*ASSIGNED TASK:* All entries below are to be reproduced exactly.
----- ENTRIES SUPPLIED -----
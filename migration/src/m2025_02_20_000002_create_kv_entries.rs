//! Migration to create the kv_entries table.
//!
//! Small string key/value store holding the run record (`systemState`) and
//! the last successful watermark (`lastUpdate`).

use sea_orm_migration::prelude::*;

#[derive(DeriveMigrationName)]
pub struct Migration;

#[async_trait::async_trait]
impl MigrationTrait for Migration {
    async fn up(&self, manager: &SchemaManager) -> Result<(), DbErr> {
        manager
            .create_table(
                Table::create()
                    .table(KvEntries::Table)
                    .if_not_exists()
                    .col(ColumnDef::new(KvEntries::Key).text().not_null().primary_key())
                    .col(ColumnDef::new(KvEntries::Value).text().not_null())
                    .col(
                        ColumnDef::new(KvEntries::UpdatedAt)
                            .timestamp_with_time_zone()
                            .not_null()
                            .default(Expr::current_timestamp()),
                    )
                    .to_owned(),
            )
            .await
    }

    async fn down(&self, manager: &SchemaManager) -> Result<(), DbErr> {
        manager
            .drop_table(Table::drop().table(KvEntries::Table).to_owned())
            .await
    }
}

#[derive(DeriveIden)]
enum KvEntries {
    Table,
    Key,
    Value,
    UpdatedAt,
}
//! Queue message payload describing one page of work.

use serde::{Deserialize, Serialize};

use super::catalog::{Action, Catalog};

/// A single page of work for one catalog within one run.
///
/// Only ever exists as a queued message body and may be delivered more than
/// once. Field names on the wire are kept stable for messages already queued:
/// `type`, `lastUpdate` and `sessionId`.
#[derive(Debug, Clone, PartialEq, Eq, Serialize, Deserialize)]
pub struct WorkUnit {
    #[serde(rename = "type")]
    pub catalog: Catalog,
    pub action: Action,
    pub offset: u64,
    #[serde(rename = "lastUpdate", default)]
    pub watermark: Option<String>,
    #[serde(rename = "sessionId")]
    pub run_id: i64,
}

impl WorkUnit {
    pub fn collect(catalog: Catalog, offset: u64, run_id: i64) -> Self {
        Self {
            catalog,
            action: Action::Collect,
            offset,
            watermark: None,
            run_id,
        }
    }

    pub fn with_watermark(
        catalog: Catalog,
        action: Action,
        offset: u64,
        watermark: impl Into<String>,
        run_id: i64,
    ) -> Self {
        Self {
            catalog,
            action,
            offset,
            watermark: Some(watermark.into()),
            run_id,
        }
    }

    /// Non-empty watermark, if present.
    pub fn watermark(&self) -> Option<&str> {
        self.watermark.as_deref().filter(|w| !w.is_empty())
    }

    pub fn to_json(&self) -> serde_json::Result<String> {
        serde_json::to_string(self)
    }

    pub fn from_json(payload: &str) -> serde_json::Result<Self> {
        serde_json::from_str(payload)
    }
}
-----
*RESULT OF THE TASK:*
filename migration/src/m2025_02_20_000002_create_kv_entries.rs
//! Migration to create the kv_entries table.
//!
//! Small string key/value store holding the run record (`systemState`) and
//! the last successful watermark (`lastUpdate`).

use sea_orm_migration::prelude::*;

#[derive(DeriveMigrationName)]
pub struct Migration;

#[async_trait::async_trait]
impl MigrationTrait for Migration {
    async fn up(&self, manager: &SchemaManager) -> Result<(), DbErr> {
        manager
            .create_table(
                Table::create()
                    .table(KvEntries::Table)
                    .if_not_exists()
                    .col(ColumnDef::new(KvEntries::Key).text().not_null().primary_key())
                    .col(ColumnDef::new(KvEntries::Value).text().not_null())
                    .col(
                        ColumnDef::new(KvEntries::UpdatedAt)
                            .timestamp_with_time_zone()
                            .not_null()
                            .default(Expr::current_timestamp()),
                    )
                    .to_owned(),
            )
            .await
    }

    async fn down(&self, manager: &SchemaManager) -> Result<(), DbErr> {
        manager
            .drop_table(Table::drop().table(KvEntries::Table).to_owned())
            .await
    }
}

#[derive(DeriveIden)]
enum KvEntries {
    Table,
    Key,
    Value,
    UpdatedAt,
}
//! Queue message payload describing one page of work.

use serde::{Deserialize, Serialize};

use super::catalog::{Action, Catalog};

/// A single page of work for one catalog within one run.
///
/// Only ever exists as a queued message body and may be delivered more than
/// once. Field names on the wire are kept stable for messages already queued:
/// `type`, `lastUpdate` and `sessionId`.
#[derive(Debug, Clone, PartialEq, Eq, Serialize, Deserialize)]
pub struct WorkUnit {
    #[serde(rename = "type")]
    pub catalog: Catalog,
    pub action: Action,
    pub offset: u64,
    #[serde(rename = "lastUpdate", default)]
    pub watermark: Option<String>,
    #[serde(rename = "sessionId")]
    pub run_id: i64,
}

impl WorkUnit {
    pub fn collect(catalog: Catalog, offset: u64, run_id: i64) -> Self {
        Self {
            catalog,
            action: Action::Collect,
            offset,
            watermark: None,
            run_id,
        }
    }

    pub fn with_watermark(
        catalog: Catalog,
        action: Action,
        offset: u64,
        watermark: impl Into<String>,
        run_id: i64,
    ) -> Self {
        Self {
            catalog,
            action,
            offset,
            watermark: Some(watermark.into()),
            run_id,
        }
    }

    /// Non-empty watermark, if present.
    pub fn watermark(&self) -> Option<&str> {
        self.watermark.as_deref().filter(|w| !w.is_empty())
    }

    pub fn to_json(&self) -> serde_json::Result<String> {
        serde_json::to_string(self)
    }

    pub fn from_json(payload: &str) -> serde_json::Result<Self> {
        serde_json::from_str(payload)
    }
}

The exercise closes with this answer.